**PROBLEM DETAILS:** Whenever a line in the records below holds the string "types", copy it out.
Top of INPUT RECORDS
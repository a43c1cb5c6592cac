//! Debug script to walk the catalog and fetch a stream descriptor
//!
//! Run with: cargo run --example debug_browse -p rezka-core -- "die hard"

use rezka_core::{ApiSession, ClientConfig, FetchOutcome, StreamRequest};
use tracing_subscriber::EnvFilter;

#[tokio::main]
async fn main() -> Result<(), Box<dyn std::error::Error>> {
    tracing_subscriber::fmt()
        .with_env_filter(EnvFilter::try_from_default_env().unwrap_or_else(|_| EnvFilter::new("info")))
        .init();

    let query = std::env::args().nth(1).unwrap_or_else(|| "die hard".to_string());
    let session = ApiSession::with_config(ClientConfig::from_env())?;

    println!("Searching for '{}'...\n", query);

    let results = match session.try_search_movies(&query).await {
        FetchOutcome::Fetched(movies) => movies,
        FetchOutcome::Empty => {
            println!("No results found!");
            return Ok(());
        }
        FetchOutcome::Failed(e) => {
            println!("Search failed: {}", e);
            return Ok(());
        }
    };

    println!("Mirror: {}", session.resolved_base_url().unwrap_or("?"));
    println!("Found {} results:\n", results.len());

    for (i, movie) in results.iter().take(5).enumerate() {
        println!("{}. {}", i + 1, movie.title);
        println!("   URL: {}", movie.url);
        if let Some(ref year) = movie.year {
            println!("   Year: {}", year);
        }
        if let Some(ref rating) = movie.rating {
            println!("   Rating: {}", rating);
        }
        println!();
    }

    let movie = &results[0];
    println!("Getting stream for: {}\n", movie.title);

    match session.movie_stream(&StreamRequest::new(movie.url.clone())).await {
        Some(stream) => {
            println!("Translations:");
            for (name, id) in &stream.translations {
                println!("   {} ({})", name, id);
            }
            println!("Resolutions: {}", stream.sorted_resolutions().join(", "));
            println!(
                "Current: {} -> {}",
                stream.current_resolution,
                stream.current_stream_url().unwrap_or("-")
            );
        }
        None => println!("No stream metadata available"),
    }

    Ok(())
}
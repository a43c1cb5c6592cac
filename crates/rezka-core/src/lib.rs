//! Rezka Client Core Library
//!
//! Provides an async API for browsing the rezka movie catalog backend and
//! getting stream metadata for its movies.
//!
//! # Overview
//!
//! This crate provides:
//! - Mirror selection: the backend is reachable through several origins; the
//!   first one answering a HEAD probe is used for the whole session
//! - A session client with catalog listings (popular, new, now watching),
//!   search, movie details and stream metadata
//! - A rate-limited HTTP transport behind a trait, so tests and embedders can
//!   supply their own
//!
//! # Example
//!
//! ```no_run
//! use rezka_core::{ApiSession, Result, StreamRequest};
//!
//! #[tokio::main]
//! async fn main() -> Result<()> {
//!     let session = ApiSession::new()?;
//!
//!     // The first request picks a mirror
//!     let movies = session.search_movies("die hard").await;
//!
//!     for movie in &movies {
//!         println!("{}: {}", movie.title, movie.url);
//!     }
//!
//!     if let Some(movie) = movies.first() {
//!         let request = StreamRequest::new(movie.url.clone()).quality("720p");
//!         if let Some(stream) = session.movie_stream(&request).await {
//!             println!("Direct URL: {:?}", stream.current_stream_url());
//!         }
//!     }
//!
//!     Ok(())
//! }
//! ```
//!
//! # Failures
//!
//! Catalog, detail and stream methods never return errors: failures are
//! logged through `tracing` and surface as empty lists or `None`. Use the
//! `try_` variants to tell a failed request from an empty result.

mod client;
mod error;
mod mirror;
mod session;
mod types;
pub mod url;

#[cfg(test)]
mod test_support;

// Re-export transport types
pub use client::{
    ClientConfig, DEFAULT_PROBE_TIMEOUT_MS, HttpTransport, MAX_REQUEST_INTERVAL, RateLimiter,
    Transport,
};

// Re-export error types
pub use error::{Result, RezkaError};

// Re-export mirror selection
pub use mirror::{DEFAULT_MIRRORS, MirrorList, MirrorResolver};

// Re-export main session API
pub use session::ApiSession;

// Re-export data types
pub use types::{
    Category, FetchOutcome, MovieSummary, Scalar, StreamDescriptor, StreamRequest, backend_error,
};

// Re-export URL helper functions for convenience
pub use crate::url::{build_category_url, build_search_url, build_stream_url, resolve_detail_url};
Bottom of INPUT RECORDS
**REPLY TO THE EXERCISE:**
mod types;
// Re-export transport types
// Re-export error types
// Re-export data types
pub use types::{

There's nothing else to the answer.